══ MATERIAL FOR THE TASK ══

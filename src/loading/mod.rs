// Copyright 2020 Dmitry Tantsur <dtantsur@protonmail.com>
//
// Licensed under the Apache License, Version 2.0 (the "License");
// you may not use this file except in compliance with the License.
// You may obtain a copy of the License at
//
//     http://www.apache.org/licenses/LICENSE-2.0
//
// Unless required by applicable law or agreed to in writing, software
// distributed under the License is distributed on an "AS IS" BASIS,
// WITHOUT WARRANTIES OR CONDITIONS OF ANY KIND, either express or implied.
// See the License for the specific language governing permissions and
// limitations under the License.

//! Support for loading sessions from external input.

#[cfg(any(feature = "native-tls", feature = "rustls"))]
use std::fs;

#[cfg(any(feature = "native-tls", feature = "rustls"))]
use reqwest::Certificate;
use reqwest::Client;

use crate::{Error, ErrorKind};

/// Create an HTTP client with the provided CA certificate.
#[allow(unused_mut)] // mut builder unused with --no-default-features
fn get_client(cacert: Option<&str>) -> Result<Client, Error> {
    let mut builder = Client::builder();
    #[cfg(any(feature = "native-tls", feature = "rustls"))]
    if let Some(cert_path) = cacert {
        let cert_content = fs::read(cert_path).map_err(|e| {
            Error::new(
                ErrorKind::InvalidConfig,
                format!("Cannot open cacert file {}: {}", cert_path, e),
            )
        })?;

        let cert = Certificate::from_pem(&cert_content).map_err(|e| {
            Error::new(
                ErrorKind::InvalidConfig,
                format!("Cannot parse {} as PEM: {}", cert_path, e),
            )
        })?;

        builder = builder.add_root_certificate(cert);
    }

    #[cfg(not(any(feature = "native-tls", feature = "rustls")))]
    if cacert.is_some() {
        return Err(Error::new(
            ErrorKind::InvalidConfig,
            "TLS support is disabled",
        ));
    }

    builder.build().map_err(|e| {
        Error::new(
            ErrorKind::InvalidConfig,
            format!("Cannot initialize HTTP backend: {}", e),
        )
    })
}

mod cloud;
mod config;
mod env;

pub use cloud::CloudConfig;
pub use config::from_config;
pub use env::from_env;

═══
══ MATERIAL FOR THE TASK ══

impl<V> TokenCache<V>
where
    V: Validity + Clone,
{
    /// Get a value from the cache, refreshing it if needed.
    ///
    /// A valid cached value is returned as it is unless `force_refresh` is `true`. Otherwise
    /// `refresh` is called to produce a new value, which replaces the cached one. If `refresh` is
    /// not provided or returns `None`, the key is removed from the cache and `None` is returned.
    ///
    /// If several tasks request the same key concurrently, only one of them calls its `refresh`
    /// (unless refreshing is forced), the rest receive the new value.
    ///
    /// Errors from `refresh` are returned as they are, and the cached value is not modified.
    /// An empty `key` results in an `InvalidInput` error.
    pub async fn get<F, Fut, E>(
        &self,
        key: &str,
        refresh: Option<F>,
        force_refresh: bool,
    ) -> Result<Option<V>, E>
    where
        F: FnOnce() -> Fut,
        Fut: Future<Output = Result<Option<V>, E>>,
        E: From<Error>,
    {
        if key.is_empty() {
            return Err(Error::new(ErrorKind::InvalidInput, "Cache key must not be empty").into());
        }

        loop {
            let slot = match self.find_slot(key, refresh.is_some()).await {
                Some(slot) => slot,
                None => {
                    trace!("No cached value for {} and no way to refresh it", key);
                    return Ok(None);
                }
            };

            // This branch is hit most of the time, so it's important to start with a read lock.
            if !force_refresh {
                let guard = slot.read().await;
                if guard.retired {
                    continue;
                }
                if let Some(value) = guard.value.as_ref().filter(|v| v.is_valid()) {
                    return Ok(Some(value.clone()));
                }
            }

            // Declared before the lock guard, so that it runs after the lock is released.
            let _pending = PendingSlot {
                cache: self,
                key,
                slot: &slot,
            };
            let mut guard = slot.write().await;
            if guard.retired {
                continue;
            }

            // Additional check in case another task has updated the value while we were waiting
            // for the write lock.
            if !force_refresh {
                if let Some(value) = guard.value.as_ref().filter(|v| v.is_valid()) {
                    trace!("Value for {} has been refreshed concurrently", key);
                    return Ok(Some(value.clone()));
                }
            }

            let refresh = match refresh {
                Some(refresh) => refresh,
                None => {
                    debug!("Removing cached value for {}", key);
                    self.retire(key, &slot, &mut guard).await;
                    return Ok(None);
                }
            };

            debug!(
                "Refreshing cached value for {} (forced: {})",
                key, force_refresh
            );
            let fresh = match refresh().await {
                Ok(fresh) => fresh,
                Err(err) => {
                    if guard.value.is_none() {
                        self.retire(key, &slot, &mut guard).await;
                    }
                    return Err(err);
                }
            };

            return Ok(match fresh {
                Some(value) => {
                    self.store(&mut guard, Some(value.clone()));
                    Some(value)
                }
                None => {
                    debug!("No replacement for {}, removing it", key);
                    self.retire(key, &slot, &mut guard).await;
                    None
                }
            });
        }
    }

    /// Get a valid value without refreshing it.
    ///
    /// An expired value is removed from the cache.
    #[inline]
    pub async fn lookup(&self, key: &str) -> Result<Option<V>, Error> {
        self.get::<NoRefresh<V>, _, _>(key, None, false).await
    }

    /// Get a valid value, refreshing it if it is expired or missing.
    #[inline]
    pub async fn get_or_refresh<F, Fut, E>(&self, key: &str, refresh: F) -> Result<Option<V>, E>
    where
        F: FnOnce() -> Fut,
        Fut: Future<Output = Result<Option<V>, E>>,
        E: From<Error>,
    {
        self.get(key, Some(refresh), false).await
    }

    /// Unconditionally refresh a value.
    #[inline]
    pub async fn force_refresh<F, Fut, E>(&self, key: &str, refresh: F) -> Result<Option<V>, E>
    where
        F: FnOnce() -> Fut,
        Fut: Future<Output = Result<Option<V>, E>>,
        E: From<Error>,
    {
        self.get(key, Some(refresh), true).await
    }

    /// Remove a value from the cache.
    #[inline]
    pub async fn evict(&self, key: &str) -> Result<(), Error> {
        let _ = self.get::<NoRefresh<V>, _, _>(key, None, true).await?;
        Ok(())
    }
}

═══
══ MATERIAL FOR THE TASK ══

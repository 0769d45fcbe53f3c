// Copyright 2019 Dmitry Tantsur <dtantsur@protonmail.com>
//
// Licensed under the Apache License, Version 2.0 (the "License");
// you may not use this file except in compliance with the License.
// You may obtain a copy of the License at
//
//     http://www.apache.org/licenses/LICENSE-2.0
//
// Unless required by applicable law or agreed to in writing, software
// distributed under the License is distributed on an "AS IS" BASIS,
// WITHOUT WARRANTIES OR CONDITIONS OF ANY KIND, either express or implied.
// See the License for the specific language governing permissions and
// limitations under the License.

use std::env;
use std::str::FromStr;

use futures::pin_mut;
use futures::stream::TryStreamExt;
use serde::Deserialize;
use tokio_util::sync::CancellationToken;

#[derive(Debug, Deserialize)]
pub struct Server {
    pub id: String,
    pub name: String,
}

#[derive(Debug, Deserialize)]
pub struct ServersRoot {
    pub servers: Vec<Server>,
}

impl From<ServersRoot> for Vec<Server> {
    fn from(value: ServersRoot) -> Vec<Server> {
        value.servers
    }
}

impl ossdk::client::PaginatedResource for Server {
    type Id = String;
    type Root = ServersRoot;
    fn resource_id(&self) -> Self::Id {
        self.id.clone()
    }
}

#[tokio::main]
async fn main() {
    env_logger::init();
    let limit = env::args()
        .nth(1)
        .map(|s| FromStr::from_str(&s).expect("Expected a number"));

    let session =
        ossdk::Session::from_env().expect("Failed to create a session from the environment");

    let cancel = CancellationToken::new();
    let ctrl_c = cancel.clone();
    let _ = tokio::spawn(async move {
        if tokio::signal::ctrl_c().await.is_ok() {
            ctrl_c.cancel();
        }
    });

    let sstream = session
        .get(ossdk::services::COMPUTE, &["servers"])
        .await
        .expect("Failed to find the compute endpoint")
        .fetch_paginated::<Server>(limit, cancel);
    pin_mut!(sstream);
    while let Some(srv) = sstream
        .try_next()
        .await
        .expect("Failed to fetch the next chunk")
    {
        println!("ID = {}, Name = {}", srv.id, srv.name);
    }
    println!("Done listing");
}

═══

» **YOUR ASSIGNMENT**: Go through the listing above and find each line that contains "removed", then copy it.

» **TASK RESPONSE**:
    /// not provided or returns `None`, the key is removed from the cache and `None` is returned.
    /// An expired value is removed from the cache.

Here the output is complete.